[Collected data entries]
◇ ◇ ◇ ◇ ◇

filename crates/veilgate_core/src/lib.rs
pub mod events;
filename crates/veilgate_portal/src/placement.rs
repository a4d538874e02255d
use glam::{Mat4, Quat, Vec3};

use crate::portal::PortalId;

pub const MAX_ANCESTORS: usize = 4;

/// Surfaces a placement was reached through, nearest first. Only the four
/// nearest are kept.
#[derive(Debug, Copy, Clone, PartialEq, Eq, Hash, Default)]
pub struct AncestorChain([Option<PortalId>; MAX_ANCESTORS]);

impl AncestorChain {
    pub const ROOT: Self = Self([None; MAX_ANCESTORS]);

    pub fn parent(&self) -> Option<PortalId> {
        self.0[0]
    }

    pub fn is_root(&self) -> bool {
        self.parent().is_none()
    }

    /// Chain seen by a child of `surface`.
    pub fn push_front(&self, surface: PortalId) -> Self {
        let mut next = [None; MAX_ANCESTORS];
        next[0] = Some(surface);
        next[1..].copy_from_slice(&self.0[..MAX_ANCESTORS - 1]);
        Self(next)
    }

    pub fn iter(&self) -> impl Iterator<Item = PortalId> + '_ {
        self.0.iter().map_while(|slot| *slot)
    }

    pub fn len(&self) -> usize {
        self.iter().count()
    }

    pub fn is_empty(&self) -> bool {
        self.is_root()
    }
}

/// Identity of a rendered view: which surface, reached how, at which depth.
#[derive(Debug, Copy, Clone, PartialEq, Eq, Hash)]
pub struct PlacementKey {
    pub surface: PortalId,
    pub ancestors: AncestorChain,
    pub depth: u32,
}

/// One virtual camera to render, produced by the resolver.
#[derive(Debug, Clone, PartialEq)]
pub struct CameraPlacement {
    pub surface: PortalId,
    pub projection: Mat4,
    pub view: Mat4,
    pub culling_matrix: Mat4,
    pub position: Vec3,
    pub rotation: Quat,
    pub scale: Vec3,
    pub near: f32,
    pub far: f32,
    pub depth: u32,
    /// Viewer-to-surface distance accumulated along the whole chain.
    pub distance: f32,
    pub ancestors: AncestorChain,
    /// Set at odd depths. Hosts flip triangle winding on alternate levels.
    pub even: bool,
    /// Placed because the chain exceeded the surface's rendering distance.
    pub beyond_distance: bool,
}

impl CameraPlacement {
    /// Fallback record for a surface that is too far away to render.
    pub fn beyond_distance(surface: PortalId, terminal_depth: u32, distance: f32, ancestors: AncestorChain) -> Self {
        Self {
            surface,
            projection: Mat4::IDENTITY,
            view: Mat4::IDENTITY,
            culling_matrix: Mat4::IDENTITY,
            position: Vec3::ZERO,
            rotation: Quat::IDENTITY,
            scale: Vec3::ONE,
            near: 0.1,
            far: 10.0,
            depth: terminal_depth,
            distance,
            ancestors,
            even: true,
            beyond_distance: true,
        }
    }

    pub fn key(&self) -> PlacementKey {
        PlacementKey {
            surface: self.surface,
            ancestors: self.ancestors,
            depth: self.depth,
        }
    }

    pub fn parent(&self) -> Option<PortalId> {
        self.ancestors.parent()
    }

    /// Whether this placement only fades its surface instead of rendering.
    pub fn is_terminal(&self, recursions: u32) -> bool {
        self.depth >= recursions + 1
    }
}

#[cfg(test)]
mod tests {
    use super::{AncestorChain, MAX_ANCESTORS};
    use crate::portal::PortalId;

    #[test]
    fn push_front_keeps_the_nearest_four() {
        let mut chain = AncestorChain::ROOT;
        assert!(chain.is_root());
        for i in 0..6 {
            chain = chain.push_front(PortalId(i));
        }
        assert_eq!(chain.len(), MAX_ANCESTORS);
        assert_eq!(chain.parent(), Some(PortalId(5)));
        let order: Vec<_> = chain.iter().map(|id| id.0).collect();
        assert_eq!(order, vec![5, 4, 3, 2]);
    }

    #[test]
    fn chains_compare_by_content() {
        let a = AncestorChain::ROOT.push_front(PortalId(1)).push_front(PortalId(2));
        let b = AncestorChain::ROOT.push_front(PortalId(1)).push_front(PortalId(2));
        let c = AncestorChain::ROOT.push_front(PortalId(2)).push_front(PortalId(1));
        assert_eq!(a, b);
        assert_ne!(a, c);
    }
}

◇ ◇ ◇ ◇ ◇

▸ Activity: Look for the string "impl" in the data above and return every line that has it.

▸ Exercise output:
impl AncestorChain {
    pub fn iter(&self) -> impl Iterator<Item = PortalId> + '_ {
impl CameraPlacement {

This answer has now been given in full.